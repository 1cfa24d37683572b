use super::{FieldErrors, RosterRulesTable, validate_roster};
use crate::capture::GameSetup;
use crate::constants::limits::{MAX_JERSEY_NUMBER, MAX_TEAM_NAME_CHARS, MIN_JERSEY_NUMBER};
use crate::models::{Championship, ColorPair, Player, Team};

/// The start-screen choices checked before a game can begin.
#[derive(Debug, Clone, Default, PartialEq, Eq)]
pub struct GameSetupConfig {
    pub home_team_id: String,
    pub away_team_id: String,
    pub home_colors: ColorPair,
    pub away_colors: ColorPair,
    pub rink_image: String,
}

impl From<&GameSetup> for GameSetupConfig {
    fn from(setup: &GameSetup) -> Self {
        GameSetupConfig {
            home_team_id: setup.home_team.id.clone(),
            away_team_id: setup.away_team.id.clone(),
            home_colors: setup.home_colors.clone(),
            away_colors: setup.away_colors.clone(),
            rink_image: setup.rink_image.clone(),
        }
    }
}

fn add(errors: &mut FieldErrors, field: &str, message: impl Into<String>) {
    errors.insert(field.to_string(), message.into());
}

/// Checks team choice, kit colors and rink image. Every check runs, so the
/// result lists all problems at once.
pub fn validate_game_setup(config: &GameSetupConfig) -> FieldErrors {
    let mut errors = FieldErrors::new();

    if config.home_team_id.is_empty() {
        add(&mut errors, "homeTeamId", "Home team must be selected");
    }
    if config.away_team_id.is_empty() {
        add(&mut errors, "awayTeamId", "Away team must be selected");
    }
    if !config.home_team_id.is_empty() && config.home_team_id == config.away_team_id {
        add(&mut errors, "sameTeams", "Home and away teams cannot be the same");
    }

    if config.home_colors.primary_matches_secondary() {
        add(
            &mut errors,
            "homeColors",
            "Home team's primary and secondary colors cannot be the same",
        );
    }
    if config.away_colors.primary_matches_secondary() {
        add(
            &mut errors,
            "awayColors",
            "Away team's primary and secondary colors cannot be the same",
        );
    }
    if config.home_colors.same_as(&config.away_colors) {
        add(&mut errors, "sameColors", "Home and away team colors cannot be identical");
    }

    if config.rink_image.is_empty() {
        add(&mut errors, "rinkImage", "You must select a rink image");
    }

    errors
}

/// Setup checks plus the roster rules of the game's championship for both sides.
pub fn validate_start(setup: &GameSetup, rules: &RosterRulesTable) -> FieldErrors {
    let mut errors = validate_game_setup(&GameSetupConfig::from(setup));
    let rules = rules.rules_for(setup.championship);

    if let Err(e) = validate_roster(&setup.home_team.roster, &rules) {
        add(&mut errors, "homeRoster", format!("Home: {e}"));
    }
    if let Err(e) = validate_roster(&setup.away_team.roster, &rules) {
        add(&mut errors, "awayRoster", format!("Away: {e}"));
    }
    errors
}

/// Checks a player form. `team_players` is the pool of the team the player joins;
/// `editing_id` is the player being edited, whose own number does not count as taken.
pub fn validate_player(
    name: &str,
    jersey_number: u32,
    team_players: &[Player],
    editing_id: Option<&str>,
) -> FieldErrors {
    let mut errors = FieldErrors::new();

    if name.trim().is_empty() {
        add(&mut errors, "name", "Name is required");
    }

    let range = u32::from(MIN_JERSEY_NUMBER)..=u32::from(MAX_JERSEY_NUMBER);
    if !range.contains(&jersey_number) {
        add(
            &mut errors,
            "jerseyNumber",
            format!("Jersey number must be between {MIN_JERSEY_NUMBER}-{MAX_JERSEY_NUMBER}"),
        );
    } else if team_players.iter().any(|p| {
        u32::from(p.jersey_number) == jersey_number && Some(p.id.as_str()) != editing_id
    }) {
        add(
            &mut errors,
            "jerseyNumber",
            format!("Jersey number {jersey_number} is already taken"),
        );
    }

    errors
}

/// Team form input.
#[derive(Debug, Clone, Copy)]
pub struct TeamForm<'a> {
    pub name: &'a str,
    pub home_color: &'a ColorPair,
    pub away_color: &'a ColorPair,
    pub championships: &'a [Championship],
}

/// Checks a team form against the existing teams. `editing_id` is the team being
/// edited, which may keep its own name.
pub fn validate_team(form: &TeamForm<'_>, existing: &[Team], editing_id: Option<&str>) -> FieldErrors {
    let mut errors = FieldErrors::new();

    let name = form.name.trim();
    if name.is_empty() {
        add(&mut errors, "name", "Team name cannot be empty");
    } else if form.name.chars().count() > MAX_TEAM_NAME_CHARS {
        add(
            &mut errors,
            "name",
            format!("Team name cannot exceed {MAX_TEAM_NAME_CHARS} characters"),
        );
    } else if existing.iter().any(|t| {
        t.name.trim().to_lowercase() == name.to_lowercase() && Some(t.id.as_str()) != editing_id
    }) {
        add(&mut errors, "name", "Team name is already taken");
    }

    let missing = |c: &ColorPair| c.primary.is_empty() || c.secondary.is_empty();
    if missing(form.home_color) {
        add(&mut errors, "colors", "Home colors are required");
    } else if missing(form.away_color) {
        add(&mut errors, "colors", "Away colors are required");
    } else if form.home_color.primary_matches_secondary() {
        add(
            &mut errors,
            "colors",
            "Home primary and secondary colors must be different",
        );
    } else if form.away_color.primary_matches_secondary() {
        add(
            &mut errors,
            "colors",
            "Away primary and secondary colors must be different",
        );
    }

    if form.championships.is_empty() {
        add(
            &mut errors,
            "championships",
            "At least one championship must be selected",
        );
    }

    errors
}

ASSIGNMENT: Copy down the entries exactly, leaving out no line.

COMPLETED EXERCISE:
repository 1cfa24d37683572b
use super::{FieldErrors, RosterRulesTable, validate_roster};
use crate::capture::GameSetup;
use crate::constants::limits::{MAX_JERSEY_NUMBER, MAX_TEAM_NAME_CHARS, MIN_JERSEY_NUMBER};
use crate::models::{Championship, ColorPair, Player, Team};

/// The start-screen choices checked before a game can begin.
#[derive(Debug, Clone, Default, PartialEq, Eq)]
pub struct GameSetupConfig {
    pub home_team_id: String,
    pub away_team_id: String,
    pub home_colors: ColorPair,
    pub away_colors: ColorPair,
    pub rink_image: String,
}

impl From<&GameSetup> for GameSetupConfig {
    fn from(setup: &GameSetup) -> Self {
        GameSetupConfig {
            home_team_id: setup.home_team.id.clone(),
            away_team_id: setup.away_team.id.clone(),
            home_colors: setup.home_colors.clone(),
            away_colors: setup.away_colors.clone(),
            rink_image: setup.rink_image.clone(),
        }
    }
}

fn add(errors: &mut FieldErrors, field: &str, message: impl Into<String>) {
    errors.insert(field.to_string(), message.into());
}

/// Checks team choice, kit colors and rink image. Every check runs, so the
/// result lists all problems at once.
pub fn validate_game_setup(config: &GameSetupConfig) -> FieldErrors {
    let mut errors = FieldErrors::new();

    if config.home_team_id.is_empty() {
        add(&mut errors, "homeTeamId", "Home team must be selected");
    }
    if config.away_team_id.is_empty() {
        add(&mut errors, "awayTeamId", "Away team must be selected");
    }
    if !config.home_team_id.is_empty() && config.home_team_id == config.away_team_id {
        add(&mut errors, "sameTeams", "Home and away teams cannot be the same");
    }

    if config.home_colors.primary_matches_secondary() {
        add(
            &mut errors,
            "homeColors",
            "Home team's primary and secondary colors cannot be the same",
        );
    }
    if config.away_colors.primary_matches_secondary() {
        add(
            &mut errors,
            "awayColors",
            "Away team's primary and secondary colors cannot be the same",
        );
    }
    if config.home_colors.same_as(&config.away_colors) {
        add(&mut errors, "sameColors", "Home and away team colors cannot be identical");
    }

    if config.rink_image.is_empty() {
        add(&mut errors, "rinkImage", "You must select a rink image");
    }

    errors
}

/// Setup checks plus the roster rules of the game's championship for both sides.
pub fn validate_start(setup: &GameSetup, rules: &RosterRulesTable) -> FieldErrors {
    let mut errors = validate_game_setup(&GameSetupConfig::from(setup));
    let rules = rules.rules_for(setup.championship);

    if let Err(e) = validate_roster(&setup.home_team.roster, &rules) {
        add(&mut errors, "homeRoster", format!("Home: {e}"));
    }
    if let Err(e) = validate_roster(&setup.away_team.roster, &rules) {
        add(&mut errors, "awayRoster", format!("Away: {e}"));
    }
    errors
}

/// Checks a player form. `team_players` is the pool of the team the player joins;
/// `editing_id` is the player being edited, whose own number does not count as taken.
pub fn validate_player(
    name: &str,
    jersey_number: u32,
    team_players: &[Player],
    editing_id: Option<&str>,
) -> FieldErrors {
    let mut errors = FieldErrors::new();

    if name.trim().is_empty() {
        add(&mut errors, "name", "Name is required");
    }

    let range = u32::from(MIN_JERSEY_NUMBER)..=u32::from(MAX_JERSEY_NUMBER);
    if !range.contains(&jersey_number) {
        add(
            &mut errors,
            "jerseyNumber",
            format!("Jersey number must be between {MIN_JERSEY_NUMBER}-{MAX_JERSEY_NUMBER}"),
        );
    } else if team_players.iter().any(|p| {
        u32::from(p.jersey_number) == jersey_number && Some(p.id.as_str()) != editing_id
    }) {
        add(
            &mut errors,
            "jerseyNumber",
            format!("Jersey number {jersey_number} is already taken"),
        );
    }

    errors
}

/// Team form input.
#[derive(Debug, Clone, Copy)]
pub struct TeamForm<'a> {
    pub name: &'a str,
    pub home_color: &'a ColorPair,
    pub away_color: &'a ColorPair,
    pub championships: &'a [Championship],
}

/// Checks a team form against the existing teams. `editing_id` is the team being
/// edited, which may keep its own name.
pub fn validate_team(form: &TeamForm<'_>, existing: &[Team], editing_id: Option<&str>) -> FieldErrors {
    let mut errors = FieldErrors::new();

    let name = form.name.trim();
    if name.is_empty() {
        add(&mut errors, "name", "Team name cannot be empty");
    } else if form.name.chars().count() > MAX_TEAM_NAME_CHARS {
        add(
            &mut errors,
            "name",
            format!("Team name cannot exceed {MAX_TEAM_NAME_CHARS} characters"),
        );
    } else if existing.iter().any(|t| {
        t.name.trim().to_lowercase() == name.to_lowercase() && Some(t.id.as_str()) != editing_id
    }) {
        add(&mut errors, "name", "Team name is already taken");
    }

    let missing = |c: &ColorPair| c.primary.is_empty() || c.secondary.is_empty();
    if missing(form.home_color) {
        add(&mut errors, "colors", "Home colors are required");
    } else if missing(form.away_color) {
        add(&mut errors, "colors", "Away colors are required");
    } else if form.home_color.primary_matches_secondary() {
        add(
            &mut errors,
            "colors",
            "Home primary and secondary colors must be different",
        );
    } else if form.away_color.primary_matches_secondary() {
        add(
            &mut errors,
            "colors",
            "Away primary and secondary colors must be different",
        );
    }

    if form.championships.is_empty() {
        add(
            &mut errors,
            "championships",
            "At least one championship must be selected",
        );
    }

    errors
}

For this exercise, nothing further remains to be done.